I can't find anywhere in the documentation which says if you can specify
site4:0 to restrict searchable data being replicated to a specific site.
If the above works, this would minimize the copies of raw data (unsearchable) within the cluster (saving space), but ensure the is always a site with a full backup of ALL raw data from around the cluster which could be used to rebuild ALL indexed data in the event of extensive disaster.
First, you are a bit mixed up in your definition of the search factor. The search factor can never be larger than the replication factor. The search factor defines how many of the replicated buckets will be searchable. The search factor is not "added to" the replication factor. I think of it this way
Now, I think you can do what you want, but the syntax needs to be something like this:
available_sites=site1,site2,site3,site4 site_replication_factor = origin:1,site4:1,total:3 site_search_factor = origin:1,site4:0,total:3
This would force site4 to have only non-searchable buckets - but it would have a copy of all the rawdata in case of a disaster.
BTW, I assume that you have no forwarders sending data to site4. If you do, then site4 will be the origin site for some data, and therefore there will be searchable buckets at site4.
I do have to ask though: why have so many sites if you aren't going to have at least one copy of the buckets (searchable or not) at each site? Since sites are purely defined by you, and not actually tied to geography, I would only have 2 sites in your example.

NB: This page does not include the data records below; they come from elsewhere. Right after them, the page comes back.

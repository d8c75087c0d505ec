//! Global backend registry for dynamic backend selection.
//!
//! Backends register a constructor under their config id; hosts then name
//! the backends they want per compilation without linking against concrete
//! backend types.

use std::collections::HashMap;
use std::sync::{Arc, RwLock};

use once_cell::sync::Lazy;

use crate::backend::Backend;

/// Factory function that creates a new backend instance.
pub type BackendConstructor = Box<dyn Fn() -> Arc<dyn Backend> + Send + Sync>;

static GLOBAL_REGISTRY: Lazy<RwLock<HashMap<String, BackendConstructor>>> =
    Lazy::new(|| RwLock::new(HashMap::new()));

/// Register a backend by name with a constructor function.
///
/// The constructor is called each time the backend is requested via
/// `create_backend`. External crates register their backends from an
/// initialization function.
pub fn register_backend<F>(name: impl Into<String>, constructor: F)
where
    F: Fn() -> Arc<dyn Backend> + Send + Sync + 'static,
{
    GLOBAL_REGISTRY
        .write()
        .expect("backend registry poisoned")
        .insert(name.into(), Box::new(constructor));
}

/// Create a backend instance by name; `None` if nothing is registered under
/// that name.
pub fn create_backend(name: &str) -> Option<Arc<dyn Backend>> {
    let registry = GLOBAL_REGISTRY.read().expect("backend registry poisoned");
    registry.get(name).map(|constructor| constructor())
}

/// List all registered backend names.
pub fn list_backends() -> Vec<String> {
    GLOBAL_REGISTRY
        .read()
        .expect("backend registry poisoned")
        .keys()
        .cloned()
        .collect()
}

/// Check if a backend with the given name is registered.
pub fn has_backend(name: &str) -> bool {
    GLOBAL_REGISTRY
        .read()
        .expect("backend registry poisoned")
        .contains_key(name)
}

available_sites=site1,site2 site_replication_factor = origin:1,site2:1,total:3 site_search_factor = origin:1,site2:0,total:3
Finally, like you, I did not find anything in the documentation that said whether the search factor could be explicitly set to zero for a site.
Thanks for the clarification. I did understand that, just didn't do a good job of explaining it!
I'll try and give this a try at some point.
With regard to why so many sites, this was just an example.
Did you get anywhere with this?
I'm also interested in what you are suggesting as we might have legal issues if some data leaves certain countries.
The way we initially plan to approach this was to designate a pair of Heavy Forwarders per country that will perform forwarding, local indexing and filtering, and if we ever needed to search for country-sensitive data we could always go to the local HF and use the GUI there as it won't be searchable from anywhere else.